The robustness of the method was demonstrated by considering experimental data with different degrees of medial compression and differing subglottal pressures. The FE model faithfully recovered the material properties in all cases, including the degree of medial compression, which was embedded into the FE model in the form of base displacement. This suggests that the employed Bayesian framework using a FE fitting model is sufficiently sensitive to distinguish between different experimental conditions, even though the model was restricted to two dimensions.
The FE models were validated by comparing the volumetric flow rate predicted by the model with experimentally measured values. This observation was not included in the estimation process and, as such, was an independent measure. The volumetric flow rate was slightly over-predicted, but generally agreed well. The exception was the highest subglottal pressure case, which was considerably over-predicted. Additionally, the contact pressures extracted from the developed FE models were found to increase with increasing subglottal pressure and medial compression, which is a trend that qualitatively agrees with previous studies. The highest subglottal pressure case was again an outlier, suggesting that the FE model for that case does not accurately capture the kinematics of the silicone VFs, likely due to the 2D geometry. This could potentially be improved by incorporating additional observations in the estimation procedure or expanding to a three-dimensional model.

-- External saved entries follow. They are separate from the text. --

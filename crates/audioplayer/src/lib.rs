//! Multi-player audio playback engine.
//!
//! Each player owns a playlist and at most one processing chain built on an
//! abstract [`backend::MediaBackend`]. Commands run through
//! [`controller::AudioPlayer`]; backend bus messages are folded into playback
//! updates once per [`controller::AudioPlayer::tick`].

pub mod backend;
pub mod config;
pub mod controller;
pub mod error;
pub mod events;
pub mod metadata;
pub mod pipeline;
pub mod player;
pub mod playlist;
pub mod registry;
pub mod resource;

pub use audioplayer_types::{PlaybackInfo, PlaybackState, PlaylistSnapshot, Track, TrackMetadata};
pub use controller::{AudioPlayer, PauseOptions, StartOptions};
pub use error::{PlayerError, Result};
pub use player::PlayerId;
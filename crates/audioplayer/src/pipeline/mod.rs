//! Chain assembly and teardown.
//!
//! A chain is `source -> progress -> format stages -> volume -> sink`, each
//! stage linked to its predecessor. A failed build releases everything it
//! created before returning.

mod table;

pub use table::{PipelineTable, StageSpec};

use crate::backend::{BackendError, BackendState, ChainId, MediaBackend, StageId, StageProperty};
use crate::error::{PlayerError, Result};

pub const PROGRESS_FACTORY: &str = "progressreport";
pub const VOLUME_FACTORY: &str = "volume";
pub const SINK_FACTORY: &str = "autoaudiosink";

/// Live chain owned by a player. `stages` is in link order.
#[derive(Clone, Debug, PartialEq, Eq)]
pub struct ActiveChain {
    pub chain: ChainId,
    pub source: StageId,
    pub volume: StageId,
    pub stages: Vec<StageId>,
}

/// Everything needed to build one chain.
pub struct ChainRequest<'a> {
    /// Chain name; the owning player id.
    pub name: String,
    /// Factory for the source stage (file or http).
    pub source_factory: &'a str,
    pub location: &'a str,
    pub audio_format: &'a str,
    /// Volume percent.
    pub volume: u8,
    pub progress_update_seconds: u32,
}

struct PartialChain<'b, B: MediaBackend> {
    backend: &'b B,
    chain: ChainId,
    stages: Vec<StageId>,
}

impl<B: MediaBackend> PartialChain<'_, B> {
    /// Create a stage and link it after the previous one.
    fn push(&mut self, factory: &str, name: &str) -> Result<StageId> {
        let config_err = |source: BackendError| PlayerError::PipelineConfiguration {
            stage: name.to_string(),
            factory: factory.to_string(),
            source,
        };
        let stage = self
            .backend
            .make_stage(self.chain, factory, name)
            .map_err(config_err)?;
        if let Some(prev) = self.stages.last().copied() {
            if let Err(err) = self.backend.link(prev, stage) {
                if let Err(cleanup) = self.backend.remove_stage(self.chain, stage) {
                    tracing::debug!(chain = self.chain.0, error = %cleanup, "remove stage failed");
                }
                return Err(config_err(err));
            }
        }
        self.stages.push(stage);
        Ok(stage)
    }

    fn configure(
        &self,
        stage: StageId,
        (name, factory): (&str, &str),
        property: StageProperty,
    ) -> Result<()> {
        self.backend
            .set_property(stage, property)
            .map_err(|source| PlayerError::PipelineConfiguration {
                stage: name.to_string(),
                factory: factory.to_string(),
                source,
            })
    }
}

/// Build a chain for `request.audio_format` using `table`.
pub fn build_chain<B: MediaBackend>(
    backend: &B,
    table: &PipelineTable,
    request: &ChainRequest<'_>,
) -> Result<ActiveChain> {
    let specs = table
        .stages_for(request.audio_format)
        .ok_or_else(|| PlayerError::UnsupportedFormat(request.audio_format.to_string()))?;
    let chain = backend
        .new_chain(&request.name)
        .map_err(|source| PlayerError::PipelineConfiguration {
            stage: request.name.clone(),
            factory: "chain".to_string(),
            source,
        })?;

    let mut partial = PartialChain {
        backend,
        chain,
        stages: Vec::with_capacity(specs.len() + 4),
    };
    match assemble(&mut partial, specs, request) {
        Ok((source, volume)) => {
            tracing::debug!(
                chain = %request.name,
                format = %request.audio_format,
                stages = partial.stages.len(),
                "chain built"
            );
            Ok(ActiveChain {
                chain,
                source,
                volume,
                stages: partial.stages,
            })
        }
        Err(err) => {
            tracing::warn!(chain = %request.name, error = %err, "chain build failed");
            dismantle(backend, chain, &partial.stages);
            Err(err)
        }
    }
}

fn assemble<B: MediaBackend>(
    partial: &mut PartialChain<'_, B>,
    specs: &[StageSpec],
    request: &ChainRequest<'_>,
) -> Result<(StageId, StageId)> {
    let source = partial.push(request.source_factory, "source")?;
    partial.configure(
        source,
        ("source", request.source_factory),
        StageProperty::Location(request.location.to_string()),
    )?;

    let progress = partial.push(PROGRESS_FACTORY, "progress")?;
    let progress_name = ("progress", PROGRESS_FACTORY);
    partial.configure(
        progress,
        progress_name,
        StageProperty::UpdateFreq(request.progress_update_seconds),
    )?;
    partial.configure(progress, progress_name, StageProperty::Silent(true))?;

    for spec in specs {
        partial.push(&spec.factory, &spec.name)?;
    }

    let volume = partial.push(VOLUME_FACTORY, "volume")?;
    partial.configure(
        volume,
        ("volume", VOLUME_FACTORY),
        StageProperty::Volume(volume_gain(request.volume)),
    )?;
    partial.push(SINK_FACTORY, "sink")?;
    Ok((source, volume))
}

/// Linear gain for a volume percent.
pub fn volume_gain(percent: u8) -> f64 {
    f64::from(percent) / 100.0
}

/// Stop the chain, unlink in reverse order, remove every stage and release it.
pub fn teardown_chain<B: MediaBackend>(backend: &B, active: &ActiveChain) {
    if let Err(err) = backend.set_state(active.chain, BackendState::Null) {
        tracing::warn!(chain = active.chain.0, error = %err, "failed to stop chain");
    }
    dismantle(backend, active.chain, &active.stages);
}

fn dismantle<B: MediaBackend>(backend: &B, chain: ChainId, stages: &[StageId]) {
    for pair in stages.windows(2).rev() {
        if let Err(err) = backend.unlink(pair[0], pair[1]) {
            tracing::debug!(chain = chain.0, error = %err, "unlink failed");
        }
    }
    for stage in stages.iter().rev() {
        if let Err(err) = backend.remove_stage(chain, *stage) {
            tracing::debug!(chain = chain.0, error = %err, "remove stage failed");
        }
    }
    backend.release_chain(chain);
}

#[cfg(test)]
mod tests {
    use super::*;
    use crate::backend::memory::MemoryBackend;

    fn request(format: &str) -> ChainRequest<'_> {
        ChainRequest {
            name: "player-1".to_string(),
            source_factory: "filesrc",
            location: "/music/a.flac",
            audio_format: format,
            volume: 40,
            progress_update_seconds: 15,
        }
    }

    #[test]
    fn builds_full_chain_in_link_order() {
        let backend = MemoryBackend::new();
        let active =
            build_chain(&backend, &PipelineTable::default(), &request("audio/flac")).unwrap();
        let names = backend.stage_names(active.chain);
        assert_eq!(
            names,
            vec![
                "source",
                "progress",
                "parser",
                "decoder",
                "converter",
                "gain",
                "resampler",
                "volume",
                "sink",
            ]
        );
        let links = backend.links(active.chain);
        assert_eq!(links.len(), names.len() - 1);
        assert_eq!(links[0], ("source".to_string(), "progress".to_string()));
        assert_eq!(links.last().unwrap(), &("volume".to_string(), "sink".to_string()));
        assert_eq!(backend.chain_named("player-1"), Some(active.chain));
    }

    #[test]
    fn configures_source_progress_and_volume() {
        let backend = MemoryBackend::new();
        let active =
            build_chain(&backend, &PipelineTable::default(), &request("audio/mpeg")).unwrap();
        let chain = active.chain;
        assert_eq!(
            backend.property(chain, "source", "location"),
            Some(StageProperty::Location("/music/a.flac".into()))
        );
        assert_eq!(
            backend.property(chain, "progress", "update-freq"),
            Some(StageProperty::UpdateFreq(15))
        );
        assert_eq!(
            backend.property(chain, "progress", "silent"),
            Some(StageProperty::Silent(true))
        );
        assert_eq!(
            backend.property(chain, "volume", "volume"),
            Some(StageProperty::Volume(0.4))
        );
    }

    #[test]
    fn failed_stage_releases_everything() {
        let backend = MemoryBackend::new();
        backend.disable_factory("rgvolume");
        let err = build_chain(&backend, &PipelineTable::default(), &request("audio/ogg"))
            .unwrap_err();
        match err {
            PlayerError::PipelineConfiguration { stage, factory, .. } => {
                assert_eq!(stage, "gain");
                assert_eq!(factory, "rgvolume");
            }
            other => panic!("unexpected error: {other}"),
        }
        assert!(backend.live_chains().is_empty());
        assert_eq!(backend.live_stage_count(), 0);
    }

    #[test]
    fn refused_link_removes_the_orphan_stage() {
        let backend = MemoryBackend::new();
        backend.refuse_links_to("rgvolume");
        let err = build_chain(&backend, &PipelineTable::default(), &request("audio/flac"))
            .unwrap_err();
        match err {
            PlayerError::PipelineConfiguration { stage, source, .. } => {
                assert_eq!(stage, "gain");
                assert!(matches!(source, BackendError::LinkFailed { .. }));
            }
            other => panic!("unexpected error: {other}"),
        }
        assert!(backend.live_chains().is_empty());
        assert_eq!(backend.live_stage_count(), 0);
    }

    #[test]
    fn unsupported_format_creates_nothing() {
        let backend = MemoryBackend::new();
        let err = build_chain(&backend, &PipelineTable::default(), &request("audio/wav"))
            .unwrap_err();
        assert!(matches!(err, PlayerError::UnsupportedFormat(f) if f == "audio/wav"));
        assert!(backend.live_chains().is_empty());
    }

    #[test]
    fn teardown_leaves_no_stages() {
        let backend = MemoryBackend::new();
        let active =
            build_chain(&backend, &PipelineTable::default(), &request("audio/aac")).unwrap();
        backend.set_state(active.chain, BackendState::Playing).unwrap();
        teardown_chain(&backend, &active);
        assert!(backend.live_chains().is_empty());
        assert_eq!(backend.live_stage_count(), 0);
    }
}
//! Error taxonomy for player commands.
//!
//! User-facing failures are returned synchronously and leave state untouched.
//! Backend failures surface as [`PlayerError::Backend`] or, while a chain is
//! being assembled, as [`PlayerError::PipelineConfiguration`].

use crate::backend::BackendError;
use crate::player::PlayerId;

/// Crate-wide result type.
pub type Result<T> = std::result::Result<T, PlayerError>;

#[derive(Debug, thiserror::Error)]
pub enum PlayerError {
    #[error("Player \"{0}\" does not exist")]
    UnknownPlayer(PlayerId),

    /// Stream resources cannot be sniffed, so the format must be given.
    #[error("Url resource must have audio_format specified")]
    MissingFormat,

    #[error("Audio format \"{0}\" is not supported")]
    UnsupportedFormat(String),

    /// File content did not match any configured format.
    #[error("Audio file not supported")]
    UnsupportedFile,

    #[error("Resource is invalid (file may not exist)")]
    InvalidResource(String),

    #[error("Track index is invalid")]
    InvalidTrackIndex(usize),

    #[error("You can't remove current track")]
    RemoveCurrentTrack,

    #[error("Volume must be between 1 and 100")]
    InvalidVolume(u8),

    /// A stage could not be created, configured or linked.
    #[error("Error configuring audio player: stage \"{stage}\" ({factory}): {source}")]
    PipelineConfiguration {
        stage: String,
        factory: String,
        #[source]
        source: BackendError,
    },

    #[error("Unable to play resource")]
    PlaybackFailed(#[source] Box<PlayerError>),

    #[error("Error playing next track")]
    NextTrackFailed,

    #[error("Backend error: {0}")]
    Backend(#[from] BackendError),
}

The stability of the results was examined with respect to numerical parameters, such as the importance sampling ensemble size, time step size, and mesh density. Estimated values converged at relatively modest ensemble sizes, though resolving the uncertainties required considerably more samples. Decreasing the time step size and increasing the mesh density lead to smaller uncertainties at the cost of significant computational time. One of the main drawbacks to our proposed model is the computational complexity; this cost will increase if more complex fluids models, a three-dimensional geometry, or acoustics are included.
One source of uncertainty that has not been considered in this work is the structure of the layers. All estimates in this work have been computed with a FE model that was formed treating the layers and dimensions of the silicone VFs as perfectly known. The use of imperfect layers will affect the estimates and uncertainties of the material properties, however, this is the subject of ongoing research and requires a further examination.
As an introductory effort, incorporating a FE fitting model into the Bayesian estimation framework has shown good promise. Future work includes validating the contact pressure estimates with experimental data, implementing a three-dimensional FE model, and employing clinical HSV.